Season Two of “Lost” is over and I vote we skip summer — and get on with the new fall episodes. I’ll trade a few days in the sun and sand, a lot of air conditioning, and some crappy “beach reads” in exchange for another few hours with Hurley and the gang. Because, let’s face it, they’re family.
I remember the last time I felt this way about a TV show. It was “Twin Peaks” and I was, well, a lot younger. And I remember reading about how this crazy-brilliant show was coming on, and so I watched. David Lynch scared the hell out of me. The veritable movie of a show opener was better than most flicks playing in the Cineplex. I was hooked. Within the year I was hosting “Twin Peaks” parties with friends. And I loved it ‘til the bitter end.
“Sex and the City” almost crawled under my skin in an unhealthy way. But — maybe because it’s a comedy — I didn’t lose my mind completely. And the darn thing ran for years, changing as I changed. Sometimes short is sweet. No time to jump the shark.
And that’s where “Lost” lives for me. It hovers in the neat longer-than-a-movie, shorter-than-a-TV-show zone. I am with the characters. I’m on the island. I’m dying to stop pushing the button. My boyfriend thinks I’m crazy. But he watches it, too.
So who deserves credit? The writers. All of them, and I know there must be several or a dozen or maybe only a few. Whoever and wherever they are: kudos! Because it is a get-off-the-island show, but for the 21st Century. There are issues here that are so prescient and timely. For example: faith versus effort. Should the castaways believe they were destined for this mess of tropical paradise? Or should they work and build a boat and try to get away? We’ve seen what happened with the raft. But we’ve also seen what happened with the radio Sayid built. Effort works, sometimes.

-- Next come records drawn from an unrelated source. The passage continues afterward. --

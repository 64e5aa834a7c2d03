//! # Persistent ANI cache store
//!
//! - `store` - [CacheStore]: SQLite-backed PairKey -> CacheRecord mapping,
//!   safe to share between processes
//! - `merge` - combine two stores into a destination, reporting conflicts
//! - `dump` - export a store as CSV/TSV

pub mod consts;
pub mod dump;
pub mod merge;
pub mod store;

pub use dump::{dump_store, dump_store_to_path};
pub use merge::{ConflictReason, MergeConflict, MergeReport, merge_into_new, merge_records, merge_stores};
pub use store::{CacheStore, PutManyOutcome, StoreStats, WriteMode};
use std::collections::{BTreeMap, BTreeSet};

use indicatif::{ProgressBar, ProgressStyle};
use rayon::prelude::*;
use rayon::{ThreadPool, ThreadPoolBuilder};

use anicache_core::errors::{AniCacheError, Result};
use anicache_core::models::{CacheRecord, ComparisonConfig, Genome, GenomeDigest, PairKey};
use anicache_digest::{GenomeResolver, PairKeyBuilder};
use anicache_store::{CacheStore, WriteMode};

use crate::consts::DEFAULT_BATCH_SIZE;
use crate::oracle::Oracle;

const PROGRESS_TEMPLATE: &str = "[{elapsed_precise}] {bar:40.cyan/blue} {pos}/{len} pairs ({eta} left) {msg}";

#[derive(Debug, Clone)]
pub struct SchedulerOptions {
    /// Worker threads for fingerprinting and oracle calls; 0 uses every core.
    pub threads: usize,
    /// Computed records are committed in groups of this many.
    pub batch_size: usize,
    pub report_progress: bool,
}

impl Default for SchedulerOptions {
    fn default() -> Self {
        SchedulerOptions {
            threads: 0,
            batch_size: DEFAULT_BATCH_SIZE,
            report_progress: false,
        }
    }
}

impl SchedulerOptions {
    pub fn with_threads(mut self, threads: usize) -> Self {
        self.threads = threads;
        self
    }

    pub fn with_batch_size(mut self, batch_size: usize) -> Self {
        self.batch_size = batch_size;
        self
    }

    pub fn with_progress(mut self, report_progress: bool) -> Self {
        self.report_progress = report_progress;
        self
    }
}

/// One requested comparison, `query` against `reference`.
#[derive(Debug, Clone, PartialEq, Eq, Hash)]
pub struct PairRequest {
    pub query: Genome,
    pub reference: Genome,
}

impl PairRequest {
    pub fn new(query: Genome, reference: Genome) -> Self {
        PairRequest { query, reference }
    }
}

///
/// Every query against every reference, and optionally every reference
/// against every query as well.
///
pub fn plan_comparisons(
    queries: &[Genome],
    references: &[Genome],
    ref_to_query: bool,
) -> Vec<PairRequest> {
    let mut requests = Vec::with_capacity(queries.len() * references.len() * (1 + ref_to_query as usize));
    for query in queries {
        for reference in references {
            requests.push(PairRequest::new(query.clone(), reference.clone()));
            if ref_to_query {
                requests.push(PairRequest::new(reference.clone(), query.clone()));
            }
        }
    }
    requests
}

/// Where a returned record came from.
#[derive(Debug, Clone, Copy, PartialEq, Eq)]
pub enum Source {
    /// Already in the store before this run wrote anything.
    Cache,
    /// Computed by this run and written to the store.
    Computed,
}

impl Source {
    pub fn as_str(&self) -> &'static str {
        match self {
            Source::Cache => "cache",
            Source::Computed => "computed",
        }
    }
}

#[derive(Debug, Clone, PartialEq)]
pub struct Resolved {
    pub record: CacheRecord,
    pub source: Source,
}

/// The answer for one request.
#[derive(Debug, Clone, PartialEq)]
pub struct PairOutcome {
    pub request: PairRequest,
    /// `None` when a genome couldn't be fingerprinted.
    pub key: Option<PairKey>,
    pub result: Result<Resolved>,
}

/// Partial-success result of a batch: one outcome per request, in order.
#[derive(Debug, Default)]
pub struct ResolveReport {
    pub outcomes: Vec<PairOutcome>,
    /// Requests served from the store.
    pub hits: usize,
    /// Requests answered by a computation of this run.
    pub computed: usize,
    /// Requests that ended in an error.
    pub failed: usize,
    /// Number of times the oracle was invoked.
    pub oracle_calls: usize,
}

impl ResolveReport {
    pub fn is_success(&self) -> bool {
        self.failed == 0
    }

    pub fn failures(&self) -> impl Iterator<Item = (&PairRequest, &AniCacheError)> {
        self.outcomes
            .iter()
            .filter_map(|o| o.result.as_ref().err().map(|e| (&o.request, e)))
    }
}

///
/// Serves comparison requests from a [CacheStore], computing only what is
/// missing.
///
/// For a batch of requests the scheduler
///
/// 1. fingerprints every distinct genome once, in parallel
/// 2. builds the pair keys and collapses duplicates (including both
///    orders of a pair when the config is symmetric)
/// 3. looks every key up in one store transaction
/// 4. runs the oracle for the misses on a bounded worker pool
/// 5. commits the new records batch by batch, insert-only-if-absent
///
/// Per-genome and per-pair failures are returned in the report; only
/// store failures abort the call. Batches committed before such an abort
/// stay in the store.
///
/// The fingerprint memo lives as long as the scheduler, so genome files
/// should not be rewritten in place while it is in use.
///
pub struct BatchScheduler<'a, O: Oracle> {
    store: &'a CacheStore,
    oracle: &'a O,
    resolver: GenomeResolver,
    options: SchedulerOptions,
}

impl<'a, O: Oracle> BatchScheduler<'a, O> {
    pub fn new(store: &'a CacheStore, oracle: &'a O) -> Self {
        BatchScheduler {
            store,
            oracle,
            resolver: GenomeResolver::new(),
            options: SchedulerOptions::default(),
        }
    }

    pub fn with_options(mut self, options: SchedulerOptions) -> Self {
        self.options = options;
        self
    }

    pub fn options(&self) -> &SchedulerOptions {
        &self.options
    }

    pub fn resolver(&self) -> &GenomeResolver {
        &self.resolver
    }

    fn pool(&self) -> Result<ThreadPool> {
        ThreadPoolBuilder::new()
            .num_threads(self.options.threads)
            .build()
            .map_err(|e| AniCacheError::InvalidConfig(format!("can't start worker pool: {}", e)))
    }

    fn progress_bar(&self, len: usize) -> ProgressBar {
        if !self.options.report_progress {
            return ProgressBar::hidden();
        }
        let pb = ProgressBar::new(len as u64);
        if let Ok(style) = ProgressStyle::default_bar().template(PROGRESS_TEMPLATE) {
            pb.set_style(style);
        }
        pb
    }

    ///
    /// Resolve every request under `config`.
    ///
    /// # Errors
    ///
    /// Only fatal errors: an invalid config, or `StoreUnavailable` /
    /// `SchemaVersionMismatch` from the store.
    ///
    pub fn resolve(&self, requests: &[PairRequest], config: &ComparisonConfig) -> Result<ResolveReport> {
        let builder = PairKeyBuilder::new(config)?;
        let pool = self.pool()?;

        // fingerprint each distinct genome once
        let genomes: Vec<Genome> = requests
            .iter()
            .flat_map(|r| [&r.query, &r.reference])
            .cloned()
            .collect::<BTreeSet<_>>()
            .into_iter()
            .collect();
        log::info!("Fingerprinting {} genomes.", genomes.len());
        let fingerprints = pool.install(|| self.resolver.fingerprint_all(&genomes));
        let digests: BTreeMap<Genome, Result<GenomeDigest>> =
            genomes.into_iter().zip(fingerprints).collect();
        for err in digests.values().filter_map(|d| d.as_ref().err()) {
            log::warn!("{}", err);
        }

        let digest_of = |genome: &Genome| -> Result<GenomeDigest> {
            digests.get(genome).cloned().unwrap_or_else(|| {
                Err(AniCacheError::UnreadableGenome {
                    label: genome.label.clone(),
                    reason: "not fingerprinted".to_string(),
                })
            })
        };
        let keys: Vec<Result<PairKey>> = requests
            .iter()
            .map(|r| {
                let query = digest_of(&r.query)?;
                let reference = digest_of(&r.reference)?;
                Ok(builder.build(&query, &reference))
            })
            .collect();

        // one consistent lookup for every distinct key
        let distinct: Vec<PairKey> = keys
            .iter()
            .filter_map(|k| k.as_ref().ok().cloned())
            .collect::<BTreeSet<_>>()
            .into_iter()
            .collect();
        let mut resolved: BTreeMap<PairKey, Result<Resolved>> = self
            .store
            .get_many(&distinct)?
            .into_iter()
            .filter_map(|(key, record)| {
                record.map(|record| {
                    (
                        key,
                        Ok(Resolved {
                            record,
                            source: Source::Cache,
                        }),
                    )
                })
            })
            .collect();

        // the first request for each missing key is the one computed
        let mut missing: Vec<(PairKey, &PairRequest)> = Vec::new();
        let mut queued = BTreeSet::new();
        for (request, key) in requests.iter().zip(&keys) {
            if let Ok(key) = key {
                if !resolved.contains_key(key) && queued.insert(key.clone()) {
                    missing.push((key.clone(), request));
                }
            }
        }
        log::info!(
            "{} pairs requested: {} distinct keys, {} cached, {} to compute.",
            requests.len(),
            distinct.len(),
            resolved.len(),
            missing.len()
        );

        let progress = self.progress_bar(missing.len());
        let mut oracle_calls = 0;
        for batch in missing.chunks(self.options.batch_size.max(1)) {
            let computed: Vec<(PairKey, Result<CacheRecord>)> = pool.install(|| {
                batch
                    .par_iter()
                    .map(|(key, request)| {
                        let result = self.compute(request, config);
                        progress.inc(1);
                        (key.clone(), result)
                    })
                    .collect()
            });
            oracle_calls += batch.len();
            self.commit_batch(computed, &mut resolved)?;
        }
        progress.finish_and_clear();

        let mut report = ResolveReport {
            oracle_calls,
            ..Default::default()
        };
        for (request, key) in requests.iter().zip(keys) {
            let result = match &key {
                Ok(key) => resolved.get(key).cloned().unwrap_or_else(|| {
                    Err(AniCacheError::ComputationFailed {
                        query: request.query.label.clone(),
                        reference: request.reference.label.clone(),
                        reason: "no result was produced".to_string(),
                    })
                }),
                Err(e) => Err(e.clone()),
            };
            match &result {
                Ok(Resolved {
                    source: Source::Cache,
                    ..
                }) => report.hits += 1,
                Ok(Resolved {
                    source: Source::Computed,
                    ..
                }) => report.computed += 1,
                Err(_) => report.failed += 1,
            }
            report.outcomes.push(PairOutcome {
                request: request.clone(),
                key: key.ok(),
                result,
            });
        }

        log::info!(
            "{} served from cache, {} newly computed, {} failed.",
            report.hits,
            report.computed,
            report.failed
        );
        Ok(report)
    }

    fn compute(&self, request: &PairRequest, config: &ComparisonConfig) -> Result<CacheRecord> {
        let output = self
            .oracle
            .compare(&request.query, &request.reference, config)?;
        let record = output.into_record(config);
        record
            .validate()
            .map_err(|e| AniCacheError::ComputationFailed {
                query: request.query.label.clone(),
                reference: request.reference.label.clone(),
                reason: e.to_string(),
            })?;
        Ok(record)
    }

    ///
    /// Persist one batch of computations and fold the results into
    /// `resolved`.
    ///
    /// Keys another writer stored first are re-read, and that stored
    /// record is what the caller gets.
    ///
    fn commit_batch(
        &self,
        computed: Vec<(PairKey, Result<CacheRecord>)>,
        resolved: &mut BTreeMap<PairKey, Result<Resolved>>,
    ) -> Result<()> {
        let mut records = Vec::with_capacity(computed.len());
        for (key, result) in computed {
            match result {
                Ok(record) => records.push((key, record)),
                Err(e) => {
                    log::warn!("{}", e);
                    resolved.insert(key, Err(e));
                }
            }
        }
        if records.is_empty() {
            return Ok(());
        }

        let outcome = self.store.put_many(&records, WriteMode::InsertIfAbsent)?;
        let mut fresh: BTreeMap<PairKey, CacheRecord> = records.into_iter().collect();

        for key in outcome.written {
            if let Some(record) = fresh.remove(&key) {
                resolved.insert(
                    key,
                    Ok(Resolved {
                        record,
                        source: Source::Computed,
                    }),
                );
            }
        }
        for (key, err) in outcome.rejected {
            fresh.remove(&key);
            resolved.insert(key, Err(err));
        }
        if !outcome.skipped.is_empty() {
            log::debug!(
                "{} keys were stored by another writer first",
                outcome.skipped.len()
            );
            for (key, stored) in self.store.get_many(&outcome.skipped)? {
                let result = match (stored, fresh.remove(&key)) {
                    (Some(record), _) => Ok(Resolved {
                        record,
                        source: Source::Cache,
                    }),
                    (None, Some(record)) => Ok(Resolved {
                        record,
                        source: Source::Computed,
                    }),
                    (None, None) => continue,
                };
                resolved.insert(key, result);
            }
        }
        Ok(())
    }
}

#[cfg(test)]
mod tests {
    use super::*;
    use pretty_assertions::assert_eq;

    fn genome(name: &str) -> Genome {
        Genome::from_path(format!("/data/{}.fna", name))
    }

    #[test]
    fn test_plan_cross_product() {
        let queries = [genome("q1"), genome("q2")];
        let references = [genome("r1")];
        let plan = plan_comparisons(&queries, &references, false);
        assert_eq!(
            plan,
            vec![
                PairRequest::new(genome("q1"), genome("r1")),
                PairRequest::new(genome("q2"), genome("r1")),
            ]
        );
    }

    #[test]
    fn test_plan_with_reverse_direction() {
        let plan = plan_comparisons(&[genome("q")], &[genome("r")], true);
        assert_eq!(
            plan,
            vec![
                PairRequest::new(genome("q"), genome("r")),
                PairRequest::new(genome("r"), genome("q")),
            ]
        );
    }

    #[test]
    fn test_default_options() {
        let options = SchedulerOptions::default();
        assert_eq!(options.batch_size, DEFAULT_BATCH_SIZE);
        assert_eq!(options.threads, 0);
        assert!(!options.report_progress);
    }
}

Faith does, too. Witness Locke’s magical healing. And Rose’s cure from cancer. But faith drives them crazy—and us viewers, too. Eko is driving me nuts with his belief in dreams and apparitions. Locke drives me cuckoo with his button pushing. And Jack makes me wince every time he plays the good guy and runs into the woods and save the day -- believing that, like in his previous role as a doctor, skill and science and rationality will always win out.
But here we are, post-Season Two. Dead people, and The Others. No nearer to resolution are we slaves to the show. And that’s exactly as it should be. The show is a too-obvious, too-perfect metaphor for life. We don’t know how it will end? It can’t end badly. It can’t end easily. It must merely end. Until then, we can enjoy it. Our hearts can race whenever it starts raining because we know that trouble is coming. Our loins can rumble every time a couple gets trapped “in a net” because it’s sexy. And we can smile every time we see Hurley and realize that without much food, he hasn’t lost any weight.